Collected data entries
————————

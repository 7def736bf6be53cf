//! Console host for the upload widget and the summary page.
mod app;
mod clipboard;
mod config;
mod console;
mod effects;
mod logging;
mod navigation;
mod render;

pub use app::run_app;
use thiserror::Error;

use crate::{GENERIC_FAILURE_MESSAGE, INVALID_FORMAT_MESSAGE, UNEXPECTED_RESPONSE_MESSAGE};

/// Why a submission did not end in a redirect.
///
/// The `Display` text is what the widget shows in its error message.
#[derive(Debug, Clone, PartialEq, Eq, Error)]
pub enum UploadFailure {
    #[error("{}", INVALID_FORMAT_MESSAGE)]
    InvalidFormat,
    #[error("{}", .message.as_deref().unwrap_or(GENERIC_FAILURE_MESSAGE))]
    ServerRejected {
        status: u16,
        message: Option<String>,
    },
    #[error("{}", UNEXPECTED_RESPONSE_MESSAGE)]
    MalformedResponse,
    #[error("{detail}")]
    NetworkFailure { detail: String },
}

impl UploadFailure {
    pub fn message(&self) -> String {
        self.to_string()
    }
}
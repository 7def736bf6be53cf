use crate::{AppState, Effect, Msg, SelectedFile, SITE_ROOT};

/// Pure update function: applies a message to state and returns any effects.
pub fn update(mut state: AppState, msg: Msg) -> (AppState, Vec<Effect>) {
    let elements = state.elements();
    let effects = match msg {
        Msg::PageShown { location, referrer } => {
            state.show_page(location, referrer);
            Vec::new()
        }
        Msg::FileInputChanged(files) => {
            if !elements.file_input {
                return (state, Vec::new());
            }
            state.reset_ui();
            submit_first(&mut state, files)
        }
        Msg::DragEntered | Msg::DragOver => {
            if elements.dropzone {
                state.set_dragover(true);
            }
            Vec::new()
        }
        Msg::DragLeft => {
            if elements.dropzone {
                state.set_dragover(false);
            }
            Vec::new()
        }
        Msg::Dropped(files) => {
            if !elements.dropzone {
                return (state, Vec::new());
            }
            state.set_dragover(false);
            state.reset_ui();
            submit_first(&mut state, files)
        }
        Msg::UploadFinished {
            submission: _,
            outcome,
        } => state.finish_upload(outcome).into_iter().collect(),
        Msg::BackClicked => {
            if !elements.back_control {
                Vec::new()
            } else if state.referrer().is_some() {
                vec![Effect::HistoryBack]
            } else {
                vec![Effect::Navigate {
                    url: SITE_ROOT.to_string(),
                }]
            }
        }
    };

    (state, effects)
}

// An empty selection leaves the freshly reset UI alone.
fn submit_first(state: &mut AppState, files: Vec<SelectedFile>) -> Vec<Effect> {
    match files.into_iter().next() {
        Some(file) => state.submit(Some(file)).into_iter().collect(),
        None => Vec::new(),
    }
}
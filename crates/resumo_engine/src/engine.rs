use std::collections::HashMap;
use std::sync::{mpsc, Arc, Mutex, MutexGuard, PoisonError};
use std::thread;
use std::time::Duration;

use resumo_logging::{resumo_debug, resumo_error, resumo_trace, resumo_warn};
use thiserror::Error;
use tokio_util::sync::CancellationToken;

use crate::client::build_client;
use crate::{
    EngineEvent, ReqwestUploader, SubmissionId, SummaryPageLoader, UploadFile, UploadSettings,
    Uploader,
};

#[derive(Debug, Error)]
pub enum EngineError {
    #[error("could not build http client: {0}")]
    Client(#[from] reqwest::Error),
    #[error("could not start runtime: {0}")]
    Runtime(#[from] std::io::Error),
}

enum EngineCommand {
    Upload {
        submission: SubmissionId,
        file: UploadFile,
    },
    Cancel {
        submission: SubmissionId,
    },
    LoadSummary {
        url: String,
    },
}

type InFlight = Arc<Mutex<HashMap<SubmissionId, CancellationToken>>>;

/// Runs uploads and page loads on a background runtime.
///
/// Uploads are independent tasks: nothing orders or deduplicates them, and
/// each one can be cancelled by its submission id.
pub struct EngineHandle {
    cmd_tx: mpsc::Sender<EngineCommand>,
    event_rx: mpsc::Receiver<EngineEvent>,
}

impl EngineHandle {
    pub fn new(settings: UploadSettings) -> Result<Self, EngineError> {
        let client = build_client(settings.connect_timeout)?;
        let loader = SummaryPageLoader::new(client.clone(), settings.base_url.clone());
        let uploader = Arc::new(ReqwestUploader::with_client(client, settings));
        Self::with_parts(uploader, loader)
    }

    pub fn with_parts(
        uploader: Arc<dyn Uploader>,
        loader: SummaryPageLoader,
    ) -> Result<Self, EngineError> {
        let runtime = tokio::runtime::Runtime::new()?;
        let (cmd_tx, cmd_rx) = mpsc::channel();
        let (event_tx, event_rx) = mpsc::channel();

        thread::spawn(move || {
            let in_flight: InFlight = Arc::default();
            while let Ok(command) = cmd_rx.recv() {
                match command {
                    EngineCommand::Upload { submission, file } => {
                        let token = CancellationToken::new();
                        lock(&in_flight).insert(submission, token.clone());
                        runtime.spawn(run_upload(
                            uploader.clone(),
                            submission,
                            file,
                            token,
                            in_flight.clone(),
                            event_tx.clone(),
                        ));
                    }
                    EngineCommand::Cancel { submission } => {
                        match lock(&in_flight).remove(&submission) {
                            Some(token) => token.cancel(),
                            None => resumo_debug!("No upload in flight for {}", submission),
                        }
                    }
                    EngineCommand::LoadSummary { url } => {
                        let loader = loader.clone();
                        let event_tx = event_tx.clone();
                        runtime.spawn(async move {
                            let result = loader.load(&url).await;
                            if let Err(err) = &result {
                                resumo_error!("Summary page {} failed: {}", url, err);
                            }
                            let _ = event_tx.send(EngineEvent::SummaryLoaded { url, result });
                        });
                    }
                }
            }
        });

        Ok(Self { cmd_tx, event_rx })
    }

    pub fn upload(&self, submission: SubmissionId, file: UploadFile) {
        let _ = self
            .cmd_tx
            .send(EngineCommand::Upload { submission, file });
    }

    pub fn cancel(&self, submission: SubmissionId) {
        let _ = self.cmd_tx.send(EngineCommand::Cancel { submission });
    }

    pub fn load_summary(&self, url: impl Into<String>) {
        let _ = self
            .cmd_tx
            .send(EngineCommand::LoadSummary { url: url.into() });
    }

    pub fn try_recv(&self) -> Option<EngineEvent> {
        self.event_rx.try_recv().ok()
    }

    pub fn recv_timeout(&self, timeout: Duration) -> Option<EngineEvent> {
        self.event_rx.recv_timeout(timeout).ok()
    }
}

async fn run_upload(
    uploader: Arc<dyn Uploader>,
    submission: SubmissionId,
    file: UploadFile,
    token: CancellationToken,
    in_flight: InFlight,
    event_tx: mpsc::Sender<EngineEvent>,
) {
    let event = tokio::select! {
        _ = token.cancelled() => {
            resumo_trace!("Upload {} cancelled before completion", submission);
            EngineEvent::UploadCancelled { submission }
        }
        result = uploader.upload(submission, file) => {
            if let Err(err) = &result {
                resumo_warn!("Upload {} failed: {}", submission, err);
            }
            EngineEvent::UploadCompleted { submission, result }
        }
    };
    lock(&in_flight).remove(&submission);
    let _ = event_tx.send(event);
}

fn lock<T>(mutex: &Mutex<T>) -> MutexGuard<'_, T> {
    mutex.lock().unwrap_or_else(PoisonError::into_inner)
}
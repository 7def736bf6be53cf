use resumo_logging::resumo_debug;
use scraper::{Html, Selector};
use thiserror::Error;
use url::Url;

/// Element holding the summary on the page the server redirects to.
pub const SUMMARY_SELECTOR: &str = "textarea#resumoTexto";

#[derive(Debug, Clone, PartialEq, Eq, Error)]
pub enum SummaryError {
    #[error("invalid summary url: {0}")]
    InvalidUrl(String),
    #[error("summary page returned status {0}")]
    HttpStatus(u16),
    #[error("network error: {0}")]
    Network(String),
    #[error("summary page has no {} element", SUMMARY_SELECTOR)]
    MissingTextArea,
    #[error("invalid selector: {0}")]
    Selector(String),
}

/// Loads the page a successful upload redirects to.
#[derive(Debug, Clone)]
pub struct SummaryPageLoader {
    client: reqwest::Client,
    base_url: Url,
}

impl SummaryPageLoader {
    pub fn new(client: reqwest::Client, base_url: Url) -> Self {
        Self { client, base_url }
    }

    /// Resolves `location` against the server and returns the text area value.
    pub async fn load(&self, location: &str) -> Result<String, SummaryError> {
        let url = self
            .base_url
            .join(location)
            .map_err(|err| SummaryError::InvalidUrl(err.to_string()))?;

        let response = self
            .client
            .get(url.clone())
            .send()
            .await
            .map_err(|err| SummaryError::Network(err.to_string()))?;
        let status = response.status();
        if !status.is_success() {
            return Err(SummaryError::HttpStatus(status.as_u16()));
        }
        let html = response
            .text()
            .await
            .map_err(|err| SummaryError::Network(err.to_string()))?;
        resumo_debug!("Loaded summary page {} ({} bytes)", url, html.len());
        extract_summary_text(&html)
    }
}

pub fn extract_summary_text(html: &str) -> Result<String, SummaryError> {
    let selector =
        Selector::parse(SUMMARY_SELECTOR).map_err(|err| SummaryError::Selector(err.to_string()))?;
    let document = Html::parse_document(html);
    document
        .select(&selector)
        .next()
        .map(|area| area.text().collect::<String>())
        .ok_or(SummaryError::MissingTextArea)
}

#[cfg(test)]
mod tests {
    use super::*;

    #[test]
    fn extracts_text_area_value() {
        let html = r#"<html><body>
            <h1>Resumo</h1>
            <textarea id="resumoTexto" rows="10">Primeira frase. Segunda &amp; terceira.</textarea>
            <button onclick="copiarTexto()">Copiar</button>
        </body></html>"#;

        assert_eq!(
            extract_summary_text(html).unwrap(),
            "Primeira frase. Segunda & terceira."
        );
    }

    #[test]
    fn empty_text_area_yields_empty_text() {
        let html = r#"<textarea id="resumoTexto"></textarea>"#;
        assert_eq!(extract_summary_text(html).unwrap(), "");
    }

    #[test]
    fn missing_text_area_is_an_error() {
        let html = r#"<textarea id="other">x</textarea>"#;
        assert_eq!(
            extract_summary_text(html),
            Err(SummaryError::MissingTextArea)
        );
    }
}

————————

Your task is to collect every line above that contains the word "LoadSummary".

    LoadSummary {
                    EngineCommand::LoadSummary { url } => {
            .send(EngineCommand::LoadSummary { url: url.into() });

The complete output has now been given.